What makes Hunts Point an especially loaded choice is its proximity to the Hunts Point Food Distribution Center, one of the largest wholesale food markets on the planet. The neighborhood sits adjacent to some of the freshest produce, fish, and meat moving through the East Coast supply chain, yet local households frequently travel out of the borough to access affordable, fresh groceries — a logistical irony Mamdani highlighted directly in his Monday remarks.
The site itself carries weight. The Peninsula is rising on land that once held the Spofford Juvenile Detention Facility, an institution closed in 2011 after years of documented abuses. Bronx Borough President Vanessa Gibson called the redevelopment a transformation of “a site once associated with pain and trauma and mass incarceration into a place that is rooted in community, in healing, in building, in opportunity.”
Representative Alexandria Ocasio-Cortez, whose district covers Hunts Point, framed the announcement as a matter of geographic equity: “Access to affordable, fresh food should not be a luxury determined by zip code; it should be a right.” State Senator Jose Serrano, who represents the 29th Senate District, called the site selection important for communities that battle food insecurity.
What the Industry Should Watch
For the private grocery sector — operating in a New York City market estimated by industry analysts at over $50 billion annually — the program raises questions the RFP process will start answering this summer.
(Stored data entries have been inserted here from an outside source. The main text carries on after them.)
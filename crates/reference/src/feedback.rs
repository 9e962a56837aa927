use ndarray::{Array1, Array2, ArrayView1, s};
use recede_core::{Dynamics, Field, OcpSolver, Problem, SolverStatus};
use tracing::{error, warn};

use crate::{Config, HandleError, integrate};

/// Horizon "solver" that rolls a saturated linear feedback policy.
///
/// From the state pinned through stage-0 `lbx`/`ubx`, each stage `k` applies
///
/// ```text
/// u_k = clamp(-K (x_k - xref_k), lbu_k, ubu_k)
/// ```
///
/// and advances the model by `dt = tf / N` with the same Euler substeps as
/// [`EulerSim`](crate::EulerSim). The result is a feasible horizon
/// trajectory, not an optimal one.
///
/// The target `xref_k` starts as the first `nx` entries of the problem's
/// stage reference (zero if `ny < nx`) and moves with `set(k, yref)`.
///
/// Status codes:
/// - [`SolverStatus::SUCCESS`] on a finite trajectory
/// - [`SolverStatus::NAN_DETECTED`] when a state or control becomes non-finite
/// - [`SolverStatus::MIN_STEP`] when the stage-0 bounds do not pin a single state
/// - [`SolverStatus::READY`] when the stage-0 bounds have not been staged yet
#[derive(Debug, Clone)]
pub struct FeedbackOcp<D> {
    model: D,
    gains: Array2<f64>,
    substeps: usize,
    horizon: usize,
    dt: f64,
    ny: usize,
    idxbu: Vec<usize>,
    lbx: Option<Array1<f64>>,
    ubx: Option<Array1<f64>>,
    lbu: Array2<f64>,
    ubu: Array2<f64>,
    xref: Array2<f64>,
    solution: Option<(Array2<f64>, Array2<f64>)>,
}

impl<D: Dynamics> FeedbackOcp<D> {
    /// Creates a feedback policy for `problem` using `model` and `config`.
    ///
    /// # Errors
    ///
    /// Returns an error if the model or gain matrix dimensions do not match
    /// the problem.
    pub fn new(model: D, problem: &Problem, config: &Config) -> Result<Self, HandleError> {
        let (nx, nu, n) = (problem.nx(), problem.nu(), problem.horizon());

        if model.nx() != nx || model.nu() != nu {
            return Err(HandleError::ModelDimension {
                model: model.name().to_owned(),
                model_nx: model.nx(),
                model_nu: model.nu(),
                nx,
                nu,
            });
        }

        let gains = config.gains();
        if gains.dim() != (nu, nx) {
            return Err(HandleError::GainShape {
                expected: (nu, nx),
                actual: gains.dim(),
            });
        }

        // Unbounded controls get infinite bounds so clamping is uniform.
        let mut lbu = Array2::from_elem((n, nu), f64::NEG_INFINITY);
        let mut ubu = Array2::from_elem((n, nu), f64::INFINITY);
        let constraints = problem.constraints();
        for (k, &index) in constraints.idxbu.iter().enumerate() {
            lbu.column_mut(index).fill(constraints.lbu[k]);
            ubu.column_mut(index).fill(constraints.ubu[k]);
        }

        let mut xref = Array2::zeros((n, nx));
        let yref = &problem.cost().yref;
        if yref.len() >= nx {
            for mut row in xref.rows_mut() {
                row.assign(&yref.slice(s![..nx]));
            }
        }

        Ok(Self {
            model,
            gains: gains.clone(),
            substeps: config.substeps(),
            horizon: n,
            dt: problem.dt(),
            ny: problem.ny(),
            idxbu: constraints.idxbu.clone(),
            lbx: None,
            ubx: None,
            lbu,
            ubu,
            xref,
            solution: None,
        })
    }

    /// Returns the model.
    #[must_use]
    pub fn model(&self) -> &D {
        &self.model
    }

    /// Returns the feedback target at `stage`.
    ///
    /// # Panics
    ///
    /// Panics if `stage` is not less than the horizon length.
    #[must_use]
    pub fn target(&self, stage: usize) -> ArrayView1<'_, f64> {
        self.xref.row(stage)
    }

    fn check_stage(&self, field: Field, stage: usize, last: usize) -> Result<(), HandleError> {
        if stage > last {
            Err(HandleError::Stage { field, stage, last })
        } else {
            Ok(())
        }
    }

    /// Returns the saturated feedback control at `stage`, or `None` if the
    /// unsaturated feedback is non-finite.
    fn policy(&self, stage: usize, x: ArrayView1<'_, f64>) -> Option<Array1<f64>> {
        let offset = &x - &self.xref.row(stage);
        let mut u = -self.gains.dot(&offset);
        // `max`/`min` map NaN onto the bound, so check before saturating.
        if u.iter().any(|value| !value.is_finite()) {
            return None;
        }
        for (i, value) in u.iter_mut().enumerate() {
            *value = value.max(self.lbu[[stage, i]]).min(self.ubu[[stage, i]]);
        }
        Some(u)
    }

    /// Rolls the policy from `x0` across the horizon.
    fn rollout(&self, x0: &Array1<f64>) -> Result<(Array2<f64>, Array2<f64>), SolverStatus> {
        let (nx, nu) = (self.model.nx(), self.model.nu());
        let mut states = Array2::zeros((self.horizon + 1, nx));
        let mut controls = Array2::zeros((self.horizon, nu));
        states.row_mut(0).assign(x0);

        for k in 0..self.horizon {
            let Some(u) = self.policy(k, states.row(k)) else {
                error!(stage = k, "feedback control is non-finite");
                return Err(SolverStatus::NAN_DETECTED);
            };

            let next = integrate::euler(
                &self.model,
                states.row(k),
                u.view(),
                self.dt,
                self.substeps,
            )
            .map_err(|err| {
                error!(stage = k, %err, "horizon rollout failed");
                SolverStatus::NAN_DETECTED
            })?;

            controls.row_mut(k).assign(&u);
            states.row_mut(k + 1).assign(&next);
        }

        Ok((states, controls))
    }
}

impl<D: Dynamics> OcpSolver for FeedbackOcp<D> {
    type Error = HandleError;

    fn set(
        &mut self,
        stage: usize,
        field: Field,
        value: ArrayView1<'_, f64>,
    ) -> Result<(), Self::Error> {
        let last_stage = self.horizon - 1;

        match field {
            Field::Lbx | Field::Ubx => {
                self.check_stage(field, stage, 0)?;
                HandleError::check_length(field, self.model.nx(), value.len())?;
                let slot = if field == Field::Lbx {
                    &mut self.lbx
                } else {
                    &mut self.ubx
                };
                *slot = Some(value.to_owned());
            }
            Field::Lbu | Field::Ubu => {
                self.check_stage(field, stage, last_stage)?;
                HandleError::check_length(field, self.idxbu.len(), value.len())?;
                let bounds = if field == Field::Lbu {
                    &mut self.lbu
                } else {
                    &mut self.ubu
                };
                for (&index, &bound) in self.idxbu.iter().zip(value) {
                    bounds[[stage, index]] = bound;
                }
            }
            Field::Yref => {
                self.check_stage(field, stage, last_stage)?;
                HandleError::check_length(field, self.ny, value.len())?;
                let nx = self.model.nx();
                if self.ny >= nx {
                    self.xref.row_mut(stage).assign(&value.slice(s![..nx]));
                }
            }
            Field::X | Field::U => {
                return Err(HandleError::Field {
                    handle: "optimizer",
                    field,
                });
            }
        }
        Ok(())
    }

    fn solve(&mut self) -> SolverStatus {
        self.solution = None;

        let (Some(lbx), Some(ubx)) = (&self.lbx, &self.ubx) else {
            return SolverStatus::READY;
        };
        if lbx.iter().chain(ubx).any(|value| !value.is_finite()) {
            error!("stage-0 state bounds are non-finite");
            return SolverStatus::NAN_DETECTED;
        }
        if lbx != ubx {
            warn!("stage-0 state bounds do not pin a single state");
            return SolverStatus::MIN_STEP;
        }

        match self.rollout(lbx) {
            Ok(solution) => {
                self.solution = Some(solution);
                SolverStatus::SUCCESS
            }
            Err(status) => status,
        }
    }

    fn get(&self, stage: usize, field: Field) -> Result<Array1<f64>, Self::Error> {
        let (states, controls) = match (field, &self.solution) {
            (Field::X | Field::U, Some(solution)) => solution,
            (Field::X | Field::U, None) => return Err(HandleError::NotSolved),
            _ => {
                return Err(HandleError::Field {
                    handle: "optimizer",
                    field,
                });
            }
        };

        let trajectory = if field == Field::X { states } else { controls };
        let last = trajectory.nrows() - 1;
        self.check_stage(field, stage, last)?;
        Ok(trajectory.row(stage).to_owned())
    }
}

#[cfg(test)]
mod tests {
    use super::*;

    use std::f64::consts::PI;

    use approx::assert_relative_eq;
    use ndarray::array;
    use recede_models::{Pendulum, pendulum};

    fn optimizer() -> FeedbackOcp<Pendulum> {
        let problem = pendulum::problem(pendulum::HORIZON_STEPS).unwrap();
        FeedbackOcp::new(Pendulum::default(), &problem, &Config::default()).unwrap()
    }

    fn pin(ocp: &mut FeedbackOcp<Pendulum>, x: &Array1<f64>) {
        ocp.set(0, Field::Lbx, x.view()).unwrap();
        ocp.set(0, Field::Ubx, x.view()).unwrap();
    }

    #[test]
    fn horizon_starts_at_pinned_state() {
        let mut ocp = optimizer();
        let x0 = array![0.0, 0.1, 0.0, 0.0];
        pin(&mut ocp, &x0);

        assert_eq!(ocp.solve(), SolverStatus::SUCCESS);
        assert_eq!(ocp.get(0, Field::X).unwrap(), x0);
        assert!(ocp.get(20, Field::X).is_ok());
        assert_eq!(
            ocp.get(20, Field::U),
            Err(HandleError::Stage {
                field: Field::U,
                stage: 20,
                last: 19,
            })
        );
    }

    #[test]
    fn first_control_is_linear_feedback() {
        let mut ocp = optimizer();
        pin(&mut ocp, &array![0.1, 0.05, 0.0, 0.2]);

        ocp.solve();
        let u = ocp.get(0, Field::U).unwrap();

        // u = -(-2 * 0.1 + 40 * 0.05 - 4 * 0 + 8 * 0.2)
        assert_relative_eq!(u[0], -3.4, epsilon = 1e-12);
    }

    #[test]
    fn controls_respect_force_bounds() {
        let mut ocp = optimizer();
        pin(&mut ocp, &array![0.0, PI, 0.0, 0.0]);

        assert_eq!(ocp.solve(), SolverStatus::SUCCESS);
        for k in 0..20 {
            let u = ocp.get(k, Field::U).unwrap();
            assert!(u[0].abs() <= pendulum::FORCE_MAX);
        }
        assert_relative_eq!(ocp.get(0, Field::U).unwrap()[0], -pendulum::FORCE_MAX);
    }

    #[test]
    fn stage_bounds_can_be_tightened() {
        let mut ocp = optimizer();
        ocp.set(0, Field::Lbu, array![-5.0].view()).unwrap();
        ocp.set(0, Field::Ubu, array![5.0].view()).unwrap();
        pin(&mut ocp, &array![0.0, PI, 0.0, 0.0]);

        ocp.solve();

        assert_relative_eq!(ocp.get(0, Field::U).unwrap()[0], -5.0);
        assert_relative_eq!(ocp.get(1, Field::U).unwrap()[0].abs(), pendulum::FORCE_MAX);
    }

    #[test]
    fn reference_moves_the_target() {
        let mut ocp = optimizer();
        let yref = array![1.0, 0.0, 0.0, 0.0, 0.0];
        ocp.set(0, Field::Yref, yref.view()).unwrap();
        pin(&mut ocp, &array![1.0, 0.0, 0.0, 0.0]);

        ocp.solve();

        assert_eq!(ocp.target(0), array![1.0, 0.0, 0.0, 0.0]);
        assert_relative_eq!(ocp.get(0, Field::U).unwrap()[0], 0.0);
    }

    #[test]
    fn mismatched_bounds_report_min_step() {
        let mut ocp = optimizer();
        ocp.set(0, Field::Lbx, array![0.0, 0.0, 0.0, 0.0].view()).unwrap();
        ocp.set(0, Field::Ubx, array![1.0, 0.0, 0.0, 0.0].view()).unwrap();

        assert_eq!(ocp.solve(), SolverStatus::MIN_STEP);
        assert_eq!(ocp.get(0, Field::U), Err(HandleError::NotSolved));
    }

    #[test]
    fn unpinned_solve_reports_ready() {
        let mut ocp = optimizer();
        assert_eq!(ocp.solve(), SolverStatus::READY);
    }

    #[test]
    fn non_finite_state_reports_nan_detected() {
        let mut ocp = optimizer();
        pin(&mut ocp, &array![0.0, f64::INFINITY, 0.0, 0.0]);

        assert_eq!(ocp.solve(), SolverStatus::NAN_DETECTED);
    }

    #[test]
    fn nan_state_reports_nan_detected_not_min_step() {
        let mut ocp = optimizer();
        pin(&mut ocp, &array![0.0, f64::NAN, 0.0, 0.0]);

        assert_eq!(ocp.solve(), SolverStatus::NAN_DETECTED);
        assert_eq!(ocp.get(0, Field::U), Err(HandleError::NotSolved));
    }

    #[test]
    fn nan_feedback_is_not_saturated_into_bounds() {
        let mut ocp = optimizer();
        ocp.set(0, Field::Yref, array![f64::MIN, f64::MIN, 0.0, 0.0, 0.0].view())
            .unwrap();

        // Offsets overflow to +inf, and gains of opposite sign give inf - inf.
        let x = array![f64::MAX, f64::MAX, 0.0, 0.0];
        assert_eq!(ocp.policy(0, x.view()), None);

        let u = ocp.policy(1, array![0.0, 0.1, 0.0, 0.0].view()).unwrap();
        assert!(u[0].is_finite());
    }

    #[test]
    fn rejects_invalid_requests() {
        let mut ocp = optimizer();
        let x = array![0.0, 0.0, 0.0, 0.0];

        assert!(matches!(
            ocp.set(1, Field::Lbx, x.view()),
            Err(HandleError::Stage { stage: 1, last: 0, .. })
        ));
        assert!(matches!(
            ocp.set(0, Field::Lbx, x.slice(s![..2])),
            Err(HandleError::Length { expected: 4, actual: 2, .. })
        ));
        assert!(matches!(
            ocp.set(0, Field::X, x.view()),
            Err(HandleError::Field { field: Field::X, .. })
        ));
        assert_eq!(
            ocp.get(0, Field::Lbx),
            Err(HandleError::Field {
                handle: "optimizer",
                field: Field::Lbx,
            })
        );
    }

    #[test]
    fn rejects_mismatched_gains() {
        let problem = pendulum::problem(pendulum::HORIZON_STEPS).unwrap();
        let config = Config::new(array![[1.0, 2.0]], 10).unwrap();

        let err = FeedbackOcp::new(Pendulum::default(), &problem, &config).unwrap_err();

        assert_eq!(
            err,
            HandleError::GainShape {
                expected: (1, 4),
                actual: (1, 2),
            }
        );
    }
}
Among them: how city-set pricing standards will be calibrated against wholesale costs, what wage and benefit floors operators will be required to meet, what reporting transparency the city will demand, and whether the financial model can sustain margins thin enough to deliver Mamdani’s promised cheaper bread, eggs, and staples.
Commercial real estate brokers will also be watching closely. The 10,000-square-foot minimum retail-space requirement and 2029 opening deadline in the portal criteria signal NYCEDC is moving fast on Brooklyn, Queens, and Staten Island site selection. Property owners with available footprints in underserved neighborhoods now have an open lane to participate in a program backed by $70 million in city capital.
Developers behind The Peninsula — Gilbane Development, The Hudson Companies, MHANY Management Inc., and Broadway Builders — have positioned the project as a model for integrating grocery access into affordable housing developments rather than treating retail as an afterthought. Gilbane CEO James Patchett, who previously led NYCEDC, said a neighborhood grocery store was “central to our vision from day one.”
The Wider Stakes
The Hunts Point announcement is the first tangible deliverable on one of Mamdani’s signature campaign promises, arriving fast enough that it lands during the same budget cycle in which his administration is asking Albany and the City Council to back new revenue tools like a pied-Ã -terre tax on non-resident-owned second homes worth more than $5 million.
The municipal grocery program is small in dollar terms compared to the broader $124.7 billion city budget, but its symbolic weight is large. If the Hunts Point store opens on time in 2027 and delivers measurable price relief, it gives the administration a tangible argument for the rest of its affordability agenda. If it stalls, falters at the operator-selection stage, or struggles to compete on price with the private grocers already operating nearby, critics will have a clear data point to challenge the model.
For now, the RFP is the next move to watch. It drops this summer. The store is scheduled to open its doors by end of 2027.